According to latest information gathered by the US Census bureau, there were 164 million credit card holders in the United States in 2005 and that number is projected to grow to 176 million Americans by 2010. These same Americans own approximately 1.4 billion cards - an average of nearly nine credit cards issued per credit card holder. The number of credit cards circulated in US is larger than the rest of the world combined according to David Robertson, publisher of industry newsletter the Nilson Report. The total credit card debt of America is a staggering $962 billion and the average household in 2008 carried nearly $8,700 in credit card debt (Federal Reserve Statistics). In fact, Bank of America revealed on Oct 6 that $3 billion of it's $184 billion credit card portfolio has soured, a 50% increase from just a year ago.

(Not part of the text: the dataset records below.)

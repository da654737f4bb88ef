// Data loader - Reads the six source tables from the workbook
use crate::application::workbook_source::WorkbookSource;
use crate::domain::error::{DashboardError, Result};
use crate::domain::table::Table;

pub const CONSUMPTION_SHEET: &str = "AngkaKonsumsiIkan";
pub const SEED_PRODUCTION_SHEET: &str = "JumlahProduksiBenih";
pub const FARMERS_SHEET: &str = "PembudidayaIkan";
pub const PROCESSED_PRODUCTS_SHEET: &str = "ProdukOlahanIkan";
pub const PRODUCTION_SHEET: &str = "ProduksiBudidayaNasional";
pub const TREATMENT_SHEET: &str = "ProduksiPerlakuanIkanNasional";

pub const REQUIRED_SHEETS: [&str; 6] = [
    CONSUMPTION_SHEET,
    SEED_PRODUCTION_SHEET,
    FARMERS_SHEET,
    PROCESSED_PRODUCTS_SHEET,
    PRODUCTION_SHEET,
    TREATMENT_SHEET,
];

#[derive(Debug, Clone)]
pub struct FishTables {
    pub consumption: Table,
    pub seed_production: Table,
    pub farmers: Table,
    pub processed_products: Table,
    pub production: Table,
    pub treatment: Table,
}

/// Load every required sheet. A single missing sheet aborts the load.
pub fn load_tables(source: &mut dyn WorkbookSource) -> Result<FishTables> {
    let available = source.sheet_names();
    if let Some(missing) = REQUIRED_SHEETS
        .iter()
        .find(|sheet| !available.iter().any(|name| name.as_str() == **sheet))
    {
        return Err(DashboardError::MissingSheet(missing.to_string()));
    }

    let mut read = |sheet: &str| -> Result<Table> {
        let table = source.read_sheet(sheet)?;
        tracing::debug!(
            "Loaded sheet {}: {} rows, {} columns",
            sheet,
            table.len(),
            table.columns().len()
        );
        Ok(table)
    };

    Ok(FishTables {
        consumption: read(CONSUMPTION_SHEET)?,
        seed_production: read(SEED_PRODUCTION_SHEET)?,
        farmers: read(FARMERS_SHEET)?,
        processed_products: read(PROCESSED_PRODUCTS_SHEET)?,
        production: read(PRODUCTION_SHEET)?,
        treatment: read(TREATMENT_SHEET)?,
    })
}
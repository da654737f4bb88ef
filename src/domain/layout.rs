// Page layout tree
use super::chart::ChartSpec;

#[derive(Debug, Clone, Copy, PartialEq, Eq)]
pub enum TextRole {
    Heading,
    CardTitle,
    CardText,
}

/// A node of the page: containers own their children in order, leaves hold
/// text or a chart. The tree is built once and never shared or mutated.
#[derive(Debug)]
pub enum LayoutNode {
    Page(Vec<LayoutNode>),
    Row(Vec<LayoutNode>),
    Column(Vec<LayoutNode>),
    Card(Vec<LayoutNode>),
    Text { role: TextRole, text: String },
    Chart { id: String, spec: ChartSpec },
}

impl LayoutNode {
    pub fn text(role: TextRole, text: impl Into<String>) -> Self {
        LayoutNode::Text {
            role,
            text: text.into(),
        }
    }

    pub fn chart(id: impl Into<String>, spec: ChartSpec) -> Self {
        LayoutNode::Chart { id: id.into(), spec }
    }

    pub fn children(&self) -> &[LayoutNode] {
        match self {
            LayoutNode::Page(children)
            | LayoutNode::Row(children)
            | LayoutNode::Column(children)
            | LayoutNode::Card(children) => children,
            LayoutNode::Text { .. } | LayoutNode::Chart { .. } => &[],
        }
    }

    /// Chart leaves in document order.
    pub fn charts(&self) -> Vec<(&str, &ChartSpec)> {
        let mut found = Vec::new();
        self.collect_charts(&mut found);
        found
    }

    fn collect_charts<'a>(&'a self, found: &mut Vec<(&'a str, &'a ChartSpec)>) {
        if let LayoutNode::Chart { id, spec } = self {
            found.push((id.as_str(), spec));
        }
        for child in self.children() {
            child.collect_charts(found);
        }
    }

    /// Text leaves with the given role, in document order.
    pub fn texts(&self, role: TextRole) -> Vec<&str> {
        let mut found = Vec::new();
        self.collect_texts(role, &mut found);
        found
    }

    fn collect_texts<'a>(&'a self, role: TextRole, found: &mut Vec<&'a str>) {
        if let LayoutNode::Text { role: r, text } = self {
            if *r == role {
                found.push(text.as_str());
            }
        }
        for child in self.children() {
            child.collect_texts(role, found);
        }
    }
}
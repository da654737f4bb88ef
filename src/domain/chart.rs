// Chart domain model: a built plotly figure tagged with its kind and title
use plotly::Plot;
use std::fmt;

#[derive(Debug, Clone, Copy, PartialEq, Eq)]
pub enum ChartKind {
    Line,
    Bar,
    Pie,
    Donut,
    Scatter,
}

/// A finished figure. Built once at startup and afterwards only serialized.
pub struct ChartSpec {
    kind: ChartKind,
    title: String,
    plot: Plot,
}

impl ChartSpec {
    pub fn new(kind: ChartKind, title: impl Into<String>, plot: Plot) -> Self {
        Self {
            kind,
            title: title.into(),
            plot,
        }
    }

    pub fn kind(&self) -> ChartKind {
        self.kind
    }

    pub fn title(&self) -> &str {
        &self.title
    }

    /// Plotly figure JSON with `data` and `layout`, as plotly.js takes it.
    pub fn to_json(&self) -> String {
        self.plot.to_json()
    }
}

impl fmt::Debug for ChartSpec {
    fn fmt(&self, f: &mut fmt::Formatter<'_>) -> fmt::Result {
        f.debug_struct("ChartSpec")
            .field("kind", &self.kind)
            .field("title", &self.title)
            .finish_non_exhaustive()
    }
}
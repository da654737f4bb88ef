// Infrastructure layer - External dependencies and adapters
pub mod config;
pub mod excel_workbook;
pub mod html_renderer;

In Canada, 25% of 4000 Canadians surveyed had $10,000-$40,000 consumer debts excluding mortgage.

In 2003, South Korea's economy was hit by credit card crisis where nearly 4 million South Koreans defaulted.

What is the cause the problem?

People are spending more than they are earning, compromising their future with temporal satisfaction. This is a result of generation than yearns for instant gratification with tomorrow's money. In essence, people are lured to the bliss that materials promise to provide - but that is never true. While basic necessities are required, true happiness comes from cultivating meaningful relationships.